▶ Work task:
The data should be restated word for word, in full.

___ Information provided

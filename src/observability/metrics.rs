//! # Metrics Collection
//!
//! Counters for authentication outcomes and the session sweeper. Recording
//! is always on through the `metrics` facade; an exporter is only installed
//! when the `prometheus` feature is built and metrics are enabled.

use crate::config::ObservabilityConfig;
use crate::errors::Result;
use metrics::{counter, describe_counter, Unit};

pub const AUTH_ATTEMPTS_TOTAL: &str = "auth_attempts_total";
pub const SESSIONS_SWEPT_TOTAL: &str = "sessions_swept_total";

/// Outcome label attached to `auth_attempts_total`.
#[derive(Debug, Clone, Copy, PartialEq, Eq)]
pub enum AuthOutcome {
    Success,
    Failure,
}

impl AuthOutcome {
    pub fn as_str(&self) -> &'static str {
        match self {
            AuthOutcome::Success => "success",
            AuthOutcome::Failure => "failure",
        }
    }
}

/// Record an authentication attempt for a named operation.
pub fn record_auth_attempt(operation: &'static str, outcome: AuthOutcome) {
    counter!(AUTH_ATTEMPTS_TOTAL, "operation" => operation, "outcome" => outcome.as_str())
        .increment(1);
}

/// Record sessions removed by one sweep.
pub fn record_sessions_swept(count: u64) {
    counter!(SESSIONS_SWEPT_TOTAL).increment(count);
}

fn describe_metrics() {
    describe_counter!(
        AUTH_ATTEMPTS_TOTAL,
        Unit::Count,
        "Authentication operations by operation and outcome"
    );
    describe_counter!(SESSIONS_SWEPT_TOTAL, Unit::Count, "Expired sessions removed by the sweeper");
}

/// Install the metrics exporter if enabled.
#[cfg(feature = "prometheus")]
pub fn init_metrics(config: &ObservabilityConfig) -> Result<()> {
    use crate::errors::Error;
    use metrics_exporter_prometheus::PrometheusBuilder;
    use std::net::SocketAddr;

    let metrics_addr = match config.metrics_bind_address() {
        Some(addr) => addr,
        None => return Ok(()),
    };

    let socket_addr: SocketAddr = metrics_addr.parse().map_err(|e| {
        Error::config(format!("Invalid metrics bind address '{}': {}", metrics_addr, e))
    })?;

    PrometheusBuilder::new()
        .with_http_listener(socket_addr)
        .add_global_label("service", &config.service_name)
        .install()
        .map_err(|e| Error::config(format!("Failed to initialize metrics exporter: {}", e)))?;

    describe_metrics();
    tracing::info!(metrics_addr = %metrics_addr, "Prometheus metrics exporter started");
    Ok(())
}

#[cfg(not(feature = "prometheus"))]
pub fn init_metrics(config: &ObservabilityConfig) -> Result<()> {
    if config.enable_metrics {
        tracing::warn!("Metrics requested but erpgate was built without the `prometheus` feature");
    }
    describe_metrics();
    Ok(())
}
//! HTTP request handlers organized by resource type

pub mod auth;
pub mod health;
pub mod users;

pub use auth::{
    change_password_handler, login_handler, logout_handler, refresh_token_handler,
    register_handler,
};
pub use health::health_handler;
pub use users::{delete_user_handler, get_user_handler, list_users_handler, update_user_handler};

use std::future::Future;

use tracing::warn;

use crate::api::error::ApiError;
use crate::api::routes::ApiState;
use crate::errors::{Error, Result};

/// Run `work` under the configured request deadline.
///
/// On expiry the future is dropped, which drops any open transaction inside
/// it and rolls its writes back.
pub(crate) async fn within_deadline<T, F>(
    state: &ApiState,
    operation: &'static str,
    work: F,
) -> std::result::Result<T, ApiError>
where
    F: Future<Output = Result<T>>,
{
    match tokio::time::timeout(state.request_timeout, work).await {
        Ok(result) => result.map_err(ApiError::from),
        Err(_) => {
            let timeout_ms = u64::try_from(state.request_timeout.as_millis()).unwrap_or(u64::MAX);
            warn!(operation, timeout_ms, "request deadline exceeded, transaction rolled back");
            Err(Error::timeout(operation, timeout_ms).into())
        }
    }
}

______

▶ Result:
filename src/observability/metrics.rs
//! # Metrics Collection
//!
//! Counters for authentication outcomes and the session sweeper. Recording
//! is always on through the `metrics` facade; an exporter is only installed
//! when the `prometheus` feature is built and metrics are enabled.

use crate::config::ObservabilityConfig;
use crate::errors::Result;
use metrics::{counter, describe_counter, Unit};

pub const AUTH_ATTEMPTS_TOTAL: &str = "auth_attempts_total";
pub const SESSIONS_SWEPT_TOTAL: &str = "sessions_swept_total";

/// Outcome label attached to `auth_attempts_total`.
#[derive(Debug, Clone, Copy, PartialEq, Eq)]
pub enum AuthOutcome {
    Success,
    Failure,
}

impl AuthOutcome {
    pub fn as_str(&self) -> &'static str {
        match self {
            AuthOutcome::Success => "success",
            AuthOutcome::Failure => "failure",
        }
    }
}

/// Record an authentication attempt for a named operation.
pub fn record_auth_attempt(operation: &'static str, outcome: AuthOutcome) {
    counter!(AUTH_ATTEMPTS_TOTAL, "operation" => operation, "outcome" => outcome.as_str())
        .increment(1);
}

/// Record sessions removed by one sweep.
pub fn record_sessions_swept(count: u64) {
    counter!(SESSIONS_SWEPT_TOTAL).increment(count);
}

fn describe_metrics() {
    describe_counter!(
        AUTH_ATTEMPTS_TOTAL,
        Unit::Count,
        "Authentication operations by operation and outcome"
    );
    describe_counter!(SESSIONS_SWEPT_TOTAL, Unit::Count, "Expired sessions removed by the sweeper");
}

/// Install the metrics exporter if enabled.
#[cfg(feature = "prometheus")]
pub fn init_metrics(config: &ObservabilityConfig) -> Result<()> {
    use crate::errors::Error;
    use metrics_exporter_prometheus::PrometheusBuilder;
    use std::net::SocketAddr;

    let metrics_addr = match config.metrics_bind_address() {
        Some(addr) => addr,
        None => return Ok(()),
    };

    let socket_addr: SocketAddr = metrics_addr.parse().map_err(|e| {
        Error::config(format!("Invalid metrics bind address '{}': {}", metrics_addr, e))
    })?;

    PrometheusBuilder::new()
        .with_http_listener(socket_addr)
        .add_global_label("service", &config.service_name)
        .install()
        .map_err(|e| Error::config(format!("Failed to initialize metrics exporter: {}", e)))?;

    describe_metrics();
    tracing::info!(metrics_addr = %metrics_addr, "Prometheus metrics exporter started");
    Ok(())
}

#[cfg(not(feature = "prometheus"))]
pub fn init_metrics(config: &ObservabilityConfig) -> Result<()> {
    if config.enable_metrics {
        tracing::warn!("Metrics requested but erpgate was built without the `prometheus` feature");
    }
    describe_metrics();
    Ok(())
}
//! HTTP request handlers organized by resource type

pub mod auth;
pub mod health;
pub mod users;

pub use auth::{
    change_password_handler, login_handler, logout_handler, refresh_token_handler,
    register_handler,
};
pub use health::health_handler;
pub use users::{delete_user_handler, get_user_handler, list_users_handler, update_user_handler};

use std::future::Future;

use tracing::warn;

use crate::api::error::ApiError;
use crate::api::routes::ApiState;
use crate::errors::{Error, Result};

/// Run `work` under the configured request deadline.
///
/// On expiry the future is dropped, which drops any open transaction inside
/// it and rolls its writes back.
pub(crate) async fn within_deadline<T, F>(
    state: &ApiState,
    operation: &'static str,
    work: F,
) -> std::result::Result<T, ApiError>
where
    F: Future<Output = Result<T>>,
{
    match tokio::time::timeout(state.request_timeout, work).await {
        Ok(result) => result.map_err(ApiError::from),
        Err(_) => {
            let timeout_ms = u64::try_from(state.request_timeout.as_millis()).unwrap_or(u64::MAX);
            warn!(operation, timeout_ms, "request deadline exceeded, transaction rolled back");
            Err(Error::timeout(operation, timeout_ms).into())
        }
    }
}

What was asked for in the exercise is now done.